Senator Hagan. Thank you. I also think if there is a
predatory relationship with wounded warriors and enrolling them
in classes, that would certainly, to me, be something that
should be looked at in a much more in-depth situation.
Mrs. Petraeus. You know, the Department of Defense has
something called the DOD Rule on Commercial Solicitation which
does not allow folks to come onto installations under the guise
of doing financial education and sell financial products. And
one possibility also may be to try to control some of the
educational solicitation that goes on to be sure that the folks
who are on the base trying to recruit students are actually
vetted in some way before they come on and do that.
Senator Hagan. Thank you.
Mr. Hamburger, thank you for being here. I understand that
your school gets about the fourth highest amount of DOD and VA
tuition benefits, and I was just curious what you think of the
90/10 rule and whether or not DOD and VA benefits should be
included in that 90 percent.
Mr. Hamburger. Thank you, Senator. And specifically we're
talking about DeVry University.
Senator Hagan. Yes.
Mr. Hamburger. Which is the largest of the colleges that we
have. And just in contrast to some of the things that were said
earlier, maybe before you walked in, we're not just a Johnny-
come-lately here. DeVry University has been serving the
military proudly since World War II. Dr. Herman DeVry was
training the military on radar and electronics. We were one of
the first schools approved under the G.I. bill after World War
II, and of course that's one of the greatest pieces of
legislation arguably that we've ever had in this country.

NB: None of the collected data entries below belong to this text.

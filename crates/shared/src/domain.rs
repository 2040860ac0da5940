use chrono::{DateTime, Utc};
use serde::{Deserialize, Deserializer, Serialize};

macro_rules! string_id {
    ($name:ident) => {
        #[derive(Debug, Clone, PartialEq, Eq, Hash, Serialize, Deserialize)]
        pub struct $name(pub String);

        impl $name {
            pub fn new(value: impl Into<String>) -> Self {
                Self(value.into())
            }

            pub fn as_str(&self) -> &str {
                &self.0
            }
        }

        impl std::fmt::Display for $name {
            fn fmt(&self, f: &mut std::fmt::Formatter<'_>) -> std::fmt::Result {
                f.write_str(&self.0)
            }
        }
    };
}

string_id!(UserId);
string_id!(Slug);

#[derive(Debug, Clone, Copy, PartialEq, Eq, Hash, Serialize, Deserialize)]
pub struct AlgorithmId(pub i64);

#[derive(Debug, Clone, Copy, PartialEq, Eq, Serialize, Deserialize)]
#[serde(rename_all = "snake_case")]
pub enum Difficulty {
    Easy,
    Medium,
    Hard,
}

impl Difficulty {
    pub fn as_str(&self) -> &'static str {
        match self {
            Difficulty::Easy => "easy",
            Difficulty::Medium => "medium",
            Difficulty::Hard => "hard",
        }
    }
}

#[derive(Debug, Clone, Copy, PartialEq, Eq, Serialize, Deserialize)]
#[serde(rename_all = "snake_case")]
pub enum VoteDirection {
    Upvote,
    Downvote,
}

#[derive(Debug, Clone, Copy, PartialEq, Eq, Serialize, Deserialize)]
#[serde(rename_all = "snake_case")]
pub enum Role {
    Admin,
    Member,
}

#[derive(Debug, Clone, Copy, PartialEq, Eq, Serialize, Deserialize)]
#[serde(rename_all = "snake_case")]
pub enum ProposalKind {
    Create,
    Update,
    Delete,
}

#[derive(Debug, Clone, Copy, PartialEq, Eq, Serialize, Deserialize)]
#[serde(rename_all = "snake_case")]
pub enum ProposalStatus {
    Pending,
    Approved,
    Rejected,
    Merged,
}

impl ProposalStatus {
    pub fn as_str(&self) -> &'static str {
        match self {
            ProposalStatus::Pending => "pending",
            ProposalStatus::Approved => "approved",
            ProposalStatus::Rejected => "rejected",
            ProposalStatus::Merged => "merged",
        }
    }
}

#[derive(Debug, Clone, PartialEq, Eq, Serialize, Deserialize)]
pub struct CodeSample {
    pub language: String,
    pub code: String,
}

/// One algorithm write-up as served by the backend. `slug` is the stable
/// identity key; the vote arrays are authoritative and the tally counts are
/// server-computed alongside them.
#[derive(Debug, Clone, PartialEq, Serialize, Deserialize)]
#[serde(rename_all = "camelCase")]
pub struct Algorithm {
    pub id: AlgorithmId,
    pub slug: Slug,
    pub title: String,
    #[serde(default, deserialize_with = "de_string_list")]
    pub categories: Vec<String>,
    pub difficulty: Difficulty,
    #[serde(default)]
    pub time_complexity: Option<String>,
    #[serde(default)]
    pub space_complexity: Option<String>,
    #[serde(default)]
    pub description: String,
    #[serde(default)]
    pub explanation: String,
    #[serde(default, deserialize_with = "de_string_list")]
    pub tags: Vec<String>,
    #[serde(default)]
    pub links: Vec<String>,
    #[serde(default)]
    pub code_samples: Vec<CodeSample>,
    #[serde(default)]
    pub upvotes: i64,
    #[serde(default)]
    pub downvotes: i64,
    #[serde(default)]
    pub upvoted_by: Vec<UserId>,
    #[serde(default)]
    pub downvoted_by: Vec<UserId>,
    pub created_at: DateTime<Utc>,
    pub updated_at: DateTime<Utc>,
}

impl Algorithm {
    /// Derives the given user's vote from the authoritative membership
    /// arrays. Computed fresh on every read so the displayed vote can never
    /// drift from the tallies.
    pub fn vote_of(&self, user: &UserId) -> Option<VoteDirection> {
        if self.upvoted_by.contains(user) {
            Some(VoteDirection::Upvote)
        } else if self.downvoted_by.contains(user) {
            Some(VoteDirection::Downvote)
        } else {
            None
        }
    }
}

/// Mutation payload mirroring the algorithm shape. Also embedded in change
/// proposals as the proposed draft.
#[derive(Debug, Clone, Default, PartialEq, Serialize, Deserialize)]
#[serde(rename_all = "camelCase")]
pub struct AlgorithmDraft {
    #[serde(default, skip_serializing_if = "Option::is_none")]
    pub slug: Option<Slug>,
    #[serde(default, skip_serializing_if = "Option::is_none")]
    pub title: Option<String>,
    #[serde(default, deserialize_with = "de_string_list")]
    pub categories: Vec<String>,
    #[serde(default, skip_serializing_if = "Option::is_none")]
    pub difficulty: Option<Difficulty>,
    #[serde(default, skip_serializing_if = "Option::is_none")]
    pub time_complexity: Option<String>,
    #[serde(default, skip_serializing_if = "Option::is_none")]
    pub space_complexity: Option<String>,
    #[serde(default, skip_serializing_if = "Option::is_none")]
    pub description: Option<String>,
    #[serde(default, skip_serializing_if = "Option::is_none")]
    pub explanation: Option<String>,
    #[serde(default, deserialize_with = "de_string_list")]
    pub tags: Vec<String>,
    #[serde(default)]
    pub links: Vec<String>,
    #[serde(default)]
    pub code_samples: Vec<CodeSample>,
}

#[derive(Debug, Clone, PartialEq, Serialize, Deserialize)]
#[serde(rename_all = "camelCase")]
pub struct Proposal {
    pub slug: Slug,
    pub kind: ProposalKind,
    #[serde(default)]
    pub target: Option<AlgorithmId>,
    pub draft: AlgorithmDraft,
    pub status: ProposalStatus,
    #[serde(default)]
    pub review_comment: Option<String>,
    pub author: UserId,
    pub created_at: DateTime<Utc>,
    pub updated_at: DateTime<Utc>,
}

/// Private annotation, at most one per (user, algorithm) pair.
#[derive(Debug, Clone, PartialEq, Serialize, Deserialize)]
#[serde(rename_all = "camelCase")]
pub struct Note {
    pub algorithm_id: AlgorithmId,
    pub user_id: UserId,
    pub content: String,
    pub created_at: DateTime<Utc>,
    pub updated_at: DateTime<Utc>,
}

/// Admin editing flows emit `categories`/`tags` either as a JSON array or as
/// one comma-delimited string. Normalize to a list at the wire boundary so
/// the rest of the client only ever sees `Vec<String>`.
fn de_string_list<'de, D>(deserializer: D) -> Result<Vec<String>, D::Error>
where
    D: Deserializer<'de>,
{
    #[derive(Deserialize)]
    #[serde(untagged)]
    enum ListOrDelimited {
        List(Vec<String>),
        Delimited(String),
    }

    let items = match ListOrDelimited::deserialize(deserializer)? {
        ListOrDelimited::List(items) => items,
        ListOrDelimited::Delimited(raw) => raw.split(',').map(String::from).collect(),
    };
    Ok(items
        .into_iter()
        .map(|item| item.trim().to_string())
        .filter(|item| !item.is_empty())
        .collect())
}

#[cfg(test)]
mod tests {
    use super::*;
    use serde_json::json;

    fn base_algorithm() -> serde_json::Value {
        json!({
            "id": 7,
            "slug": "bfs",
            "title": "Breadth-First Search",
            "categories": ["graphs"],
            "difficulty": "easy",
            "createdAt": "2024-01-01T00:00:00Z",
            "updatedAt": "2024-01-02T00:00:00Z",
        })
    }

    #[test]
    fn vote_of_reads_membership_arrays() {
        let mut value = base_algorithm();
        value["upvotedBy"] = json!(["u1"]);
        value["downvotedBy"] = json!(["u2"]);
        let algorithm: Algorithm = serde_json::from_value(value).expect("decode");

        assert_eq!(
            algorithm.vote_of(&UserId::new("u1")),
            Some(VoteDirection::Upvote)
        );
        assert_eq!(
            algorithm.vote_of(&UserId::new("u2")),
            Some(VoteDirection::Downvote)
        );
        assert_eq!(algorithm.vote_of(&UserId::new("u3")), None);
    }

    #[test]
    fn categories_accept_delimited_string() {
        let mut value = base_algorithm();
        value["categories"] = json!("graphs, traversal , ,trees");
        let algorithm: Algorithm = serde_json::from_value(value).expect("decode");
        assert_eq!(algorithm.categories, vec!["graphs", "traversal", "trees"]);
    }

    #[test]
    fn tags_default_to_empty_when_absent() {
        let algorithm: Algorithm = serde_json::from_value(base_algorithm()).expect("decode");
        assert!(algorithm.tags.is_empty());
        assert_eq!(algorithm.upvotes, 0);
        assert!(algorithm.upvoted_by.is_empty());
    }
}
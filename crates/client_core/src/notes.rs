use std::sync::Arc;

use shared::{
    domain::{AlgorithmId, Note},
    error::ErrorCode,
    protocol::{NoteUpsert, PageInfo},
};
use tokio::sync::RwLock;
use tracing::{debug, warn};

use crate::{
    error::StoreError,
    gateway::ApiGateway,
    op::{OpSnapshot, OpState},
    session::Session,
};

#[derive(Default)]
struct NoteSlice {
    /// The note for the algorithm whose detail view is open, and which
    /// algorithm that is. Cleared on unmount/navigation, never deleted
    /// server-side by that action.
    current: Option<Note>,
    open_algorithm: Option<AlgorithmId>,
    my_notes: Vec<Note>,
    page: PageInfo,
    fetch_op: OpState,
    save_op: OpState,
    list_op: OpState,
}

/// Owns the private-note slice. Notes are keyed by (user, algorithm) and
/// fetched lazily when a detail view opens; saving is an upsert.
pub struct NoteStore {
    gateway: Arc<dyn ApiGateway>,
    session: Arc<Session>,
    inner: RwLock<NoteSlice>,
}

impl NoteStore {
    pub fn new(gateway: Arc<dyn ApiGateway>, session: Arc<Session>) -> Self {
        Self {
            gateway,
            session,
            inner: RwLock::new(NoteSlice::default()),
        }
    }

    /// Loads the signed-in user's note for one algorithm. Navigating to a
    /// different algorithm before this resolves supersedes the request; a
    /// missing note is an empty slot, not an error.
    pub async fn fetch_for_algorithm(&self, algorithm_id: AlgorithmId) -> Result<(), StoreError> {
        if let Err(err) = self.session.require_identity().await {
            warn!("note fetch blocked by authorization precheck");
            self.inner.write().await.fetch_op.reject(err.clone());
            return Err(err);
        }
        let token = {
            let mut slice = self.inner.write().await;
            slice.open_algorithm = Some(algorithm_id);
            slice.fetch_op.begin()
        };
        let outcome = self.gateway.get_note(algorithm_id).await;
        let mut slice = self.inner.write().await;
        if !slice.fetch_op.is_current(token) {
            debug!(algorithm = algorithm_id.0, "discarding superseded note response");
            return Ok(());
        }
        match outcome {
            Ok(note) => {
                slice.current = Some(note);
                slice.fetch_op.finish();
                Ok(())
            }
            // No note yet for this pair: an empty slot, not a failure.
            Err(err) if err.code == ErrorCode::NotFound => {
                slice.current = None;
                slice.fetch_op.finish();
                Ok(())
            }
            Err(err) => {
                let err = StoreError::from(err);
                slice.fetch_op.fail(err.clone());
                Err(err)
            }
        }
    }

    pub async fn upsert(&self, algorithm_id: AlgorithmId, content: &str) -> Result<(), StoreError> {
        if let Err(err) = self.session.require_identity().await {
            warn!("note save blocked by authorization precheck");
            self.inner.write().await.save_op.reject(err.clone());
            return Err(err);
        }
        let token = self.inner.write().await.save_op.begin();
        let outcome = self
            .gateway
            .upsert_note(&NoteUpsert {
                algorithm_id,
                content: content.to_string(),
            })
            .await;
        let mut slice = self.inner.write().await;
        if !slice.save_op.is_current(token) {
            debug!(algorithm = algorithm_id.0, "discarding superseded note save response");
            return Ok(());
        }
        match outcome {
            Ok(note) => {
                if slice.open_algorithm == Some(algorithm_id) {
                    slice.current = Some(note.clone());
                }
                if let Some(entry) = slice
                    .my_notes
                    .iter_mut()
                    .find(|entry| entry.algorithm_id == algorithm_id)
                {
                    *entry = note;
                }
                slice.save_op.finish();
                Ok(())
            }
            Err(err) => {
                let err = StoreError::from(err);
                slice.save_op.fail(err.clone());
                Err(err)
            }
        }
    }

    /// Drops the current-note slot when the owning view unmounts or the
    /// algorithm changes. Also supersedes any fetch still in flight so a
    /// late response cannot repopulate the cleared slot.
    pub async fn clear_current(&self) {
        let mut slice = self.inner.write().await;
        slice.current = None;
        slice.open_algorithm = None;
        slice.fetch_op.invalidate();
    }

    pub async fn fetch_my_notes(&self, page: u64, limit: u64) -> Result<(), StoreError> {
        if let Err(err) = self.session.require_identity().await {
            warn!("note listing blocked by authorization precheck");
            self.inner.write().await.list_op.reject(err.clone());
            return Err(err);
        }
        let token = self.inner.write().await.list_op.begin();
        let outcome = self.gateway.list_my_notes(page, limit).await;
        let mut slice = self.inner.write().await;
        if !slice.list_op.is_current(token) {
            debug!("discarding superseded note list response");
            return Ok(());
        }
        match outcome {
            Ok(notes) => {
                slice.my_notes = notes.notes;
                slice.page = notes.page;
                slice.list_op.finish();
                Ok(())
            }
            Err(err) => {
                let err = StoreError::from(err);
                slice.list_op.fail(err.clone());
                Err(err)
            }
        }
    }

    // ---- selectors ----

    pub async fn current(&self) -> Option<Note> {
        self.inner.read().await.current.clone()
    }

    pub async fn open_algorithm(&self) -> Option<AlgorithmId> {
        self.inner.read().await.open_algorithm
    }

    pub async fn my_notes(&self) -> Vec<Note> {
        self.inner.read().await.my_notes.clone()
    }

    pub async fn page_info(&self) -> PageInfo {
        self.inner.read().await.page
    }

    pub async fn fetch_status(&self) -> OpSnapshot {
        self.inner.read().await.fetch_op.snapshot()
    }

    pub async fn save_status(&self) -> OpSnapshot {
        self.inner.read().await.save_op.snapshot()
    }

    pub async fn list_status(&self) -> OpSnapshot {
        self.inner.read().await.list_op.snapshot()
    }
}
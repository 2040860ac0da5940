//! Client-side domain state synchronization core for the algorithm
//! write-up platform.
//!
//! Each entity kind (algorithms, change proposals, private notes) lives in
//! its own store: a list read model, a detail read model, pagination and
//! one lifecycle state per operation class. Stores are the only writers of
//! their slice; all network traffic goes through the [`ApiGateway`]
//! boundary, and every asynchronous resolution is committed through a
//! token check so superseded responses are discarded instead of applied.

use std::sync::Arc;

pub mod algorithms;
pub mod error;
pub mod gateway;
pub mod http;
pub mod notes;
mod op;
pub mod proposals;
pub mod search;
pub mod session;

pub use algorithms::{AlgorithmStore, ListMode};
pub use error::StoreError;
pub use gateway::{ApiGateway, GatewayResult, MissingGateway};
pub use http::HttpGateway;
pub use notes::NoteStore;
pub use op::OpSnapshot;
pub use proposals::ProposalStore;
pub use search::{SearchController, SearchSession};
pub use session::{Identity, Session};

/// Bundles the session, the three entity stores and the search controller
/// over one gateway. The UI layer holds this and nothing else.
pub struct PlatformClient {
    pub session: Arc<Session>,
    pub algorithms: Arc<AlgorithmStore>,
    pub proposals: Arc<ProposalStore>,
    pub notes: Arc<NoteStore>,
    pub search: SearchController,
}

impl PlatformClient {
    pub fn new(gateway: Arc<dyn ApiGateway>) -> Self {
        let session = Arc::new(Session::new());
        let algorithms = Arc::new(AlgorithmStore::new(
            Arc::clone(&gateway),
            Arc::clone(&session),
        ));
        let proposals = Arc::new(ProposalStore::new(
            Arc::clone(&gateway),
            Arc::clone(&session),
        ));
        let notes = Arc::new(NoteStore::new(Arc::clone(&gateway), Arc::clone(&session)));
        let search = SearchController::new(Arc::clone(&algorithms));
        Self {
            session,
            algorithms,
            proposals,
            notes,
            search,
        }
    }
}

#[cfg(test)]
#[path = "tests/support.rs"]
mod test_support;

#[cfg(test)]
#[path = "tests/algorithms_tests.rs"]
mod algorithms_tests;

#[cfg(test)]
#[path = "tests/search_tests.rs"]
mod search_tests;

#[cfg(test)]
#[path = "tests/proposals_tests.rs"]
mod proposals_tests;

#[cfg(test)]
#[path = "tests/notes_tests.rs"]
mod notes_tests;

#[cfg(test)]
#[path = "tests/http_tests.rs"]
mod http_tests;
use std::sync::Arc;

use anyhow::Result;
use clap::Parser;
use client_core::{HttpGateway, Identity, PlatformClient};
use shared::domain::Role;

#[derive(Parser, Debug)]
struct Args {
    #[arg(long)]
    server_url: String,
    /// Sign in as this user id before dispatching anything.
    #[arg(long)]
    user: Option<String>,
    /// Treat the signed-in user as an admin.
    #[arg(long)]
    admin: bool,
    /// Bearer token forwarded to the backend.
    #[arg(long)]
    bearer_token: Option<String>,
    /// Run a free-text search instead of the plain listing.
    #[arg(long)]
    query: Option<String>,
}

#[tokio::main]
async fn main() -> Result<()> {
    tracing_subscriber::fmt()
        .with_env_filter(tracing_subscriber::EnvFilter::from_default_env())
        .init();
    let args = Args::parse();

    let mut gateway = HttpGateway::new(&args.server_url)?;
    if let Some(token) = &args.bearer_token {
        gateway = gateway.with_bearer_token(token);
    }
    let client = PlatformClient::new(Arc::new(gateway));

    if let Some(user) = &args.user {
        let role = if args.admin { Role::Admin } else { Role::Member };
        client.session.sign_in(Identity::new(user.as_str(), role)).await;
    }

    client.algorithms.fetch_categories().await?;
    println!(
        "categories: {}",
        client.algorithms.categories().await.join(", ")
    );

    match &args.query {
        Some(query) => client.search.set_search_text(query).await?,
        None => client.search.refresh().await?,
    }

    let page = client.algorithms.page_info().await;
    println!(
        "{} algorithms, page {}/{}:",
        page.total, page.current_page, page.pages
    );
    for algorithm in client.algorithms.list().await {
        println!(
            "  [{}] {} ({:?})",
            algorithm.slug, algorithm.title, algorithm.difficulty
        );
    }

    Ok(())
}
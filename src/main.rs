use std::{error::Error, sync::Arc};

use anyhow::Context;
use bollard::{Docker, API_DEFAULT_VERSION};
use crate::config::load_config;
use domain::{DeploySettings, DeploymentService};
use infra::{
    docker::DockerContainerEngine,
    git::GitSourceFetcher,
    web::{router, AppState},
};
use log::{info, warn};
use secrecy::SecretString;
use tokio::net::TcpListener;

mod config;
mod domain;
mod infra;

#[tokio::main]
async fn main() -> Result<(), Box<dyn Error>> {
    env_logger::Builder::from_env(env_logger::Env::default().default_filter_or("info")).init();
    info!("Start Harbormaster - push-to-deploy for a single Docker host");

    let config = load_config()?;
    info!("Loaded config {:?}", config);
    let docker = Docker::connect_with_socket(&config.docker_socket, 120, API_DEFAULT_VERSION)
        .context("Can't connect to docker socket")?;

    let source_fetcher = GitSourceFetcher::new(config.checkout_directory.clone());
    let purged = source_fetcher.purge_stale_checkouts().await?;
    if purged > 0 {
        info!("Purged {} stale checkout(s) from {}", purged, config.checkout_directory.display());
    }

    let service = Arc::new(DeploymentService::new(
        Arc::new(DockerContainerEngine {
            docker,
            stop_timeout_secs: config.stop_timeout_secs,
        }),
        Arc::new(source_fetcher),
        DeploySettings {
            image_prefix: config.image_prefix.clone(),
            port_range_start: config.port_range_start,
            container_port: config.container_port,
            operation_timeout: config.operation_timeout(),
        },
    ));

    if config.webhook_secret.is_none() {
        warn!("HARBORMASTER_WEBHOOK_SECRET is not set: webhook deliveries will be refused");
    }
    let state = AppState {
        service,
        webhook_secret: config.webhook_secret.map(SecretString::from),
        default_log_tail: config.default_log_tail,
    };

    let listener = TcpListener::bind(&config.listen_address)
        .await
        .with_context(|| format!("Can't bind {}", config.listen_address))?;
    info!("Listening on {}", config.listen_address);
    axum::serve(listener, router(state)).await?;
    Ok(())
}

And one of the interesting things is we gave the money to
the G.I., and then the G.I. could apply that to any accredited
school, not an unaccredited school. For sure, it has to be
quality, and I would agree that any college or university,
whether they're public sector or private sector or independent,
if they came on a base and were lying to students or
misrepresenting in any way or doing any of the things that have
been mentioned, they should be on that list and they should not
be allowed to be on that base.
Senator Hagan. How about the 90/10 rule?
Mr. Hamburger. In terms of the 90/10 rule, when I think of
the 90/10 rule, I go back to the purpose for which it was
intended. My understanding at least is it was an indication or
a proxy for, is this a quality program. And so the thinking, as
I understand it, was that a certain percentage of self-pay or
of corporate reimbursement, those kinds of things, would sort
of be a marker of quality.
One of the things that we talked about here at the
beginning part of the roundtable is, as we look toward
solutions, we're really looking for markers of outcomes. So if
the college has students who learn, who graduate, who are
employed or who go on to grad school, who are licensed in their
field, if they are repaying their loan, those are the markers
of quality.
So if the college is providing those kinds of outcomes,
then it's not as clear to me that the 90/10 rule is as relevant
as a quality marker. And the military reimbursement is in many
ways analogous to that corporate reimbursement. Many of our
students who--and, by the way, military students are very
important to us, but they're less than 5 percent of our
enrollments. We're not out doing crazy things here. But just as
many students, who have come to us from a corporation, have
told us is that one of the benefits that was attractive to them
in joining that corporation was the corporate reimbursement----
Senator Hagan. It seems to me that if the public really
understood that all of this is literally taxpayer money, then
they would feel differently about for-profit institutions. So
you disagree on the 90/10?
Mr. Hamburger. I'm sorry. Which part of it?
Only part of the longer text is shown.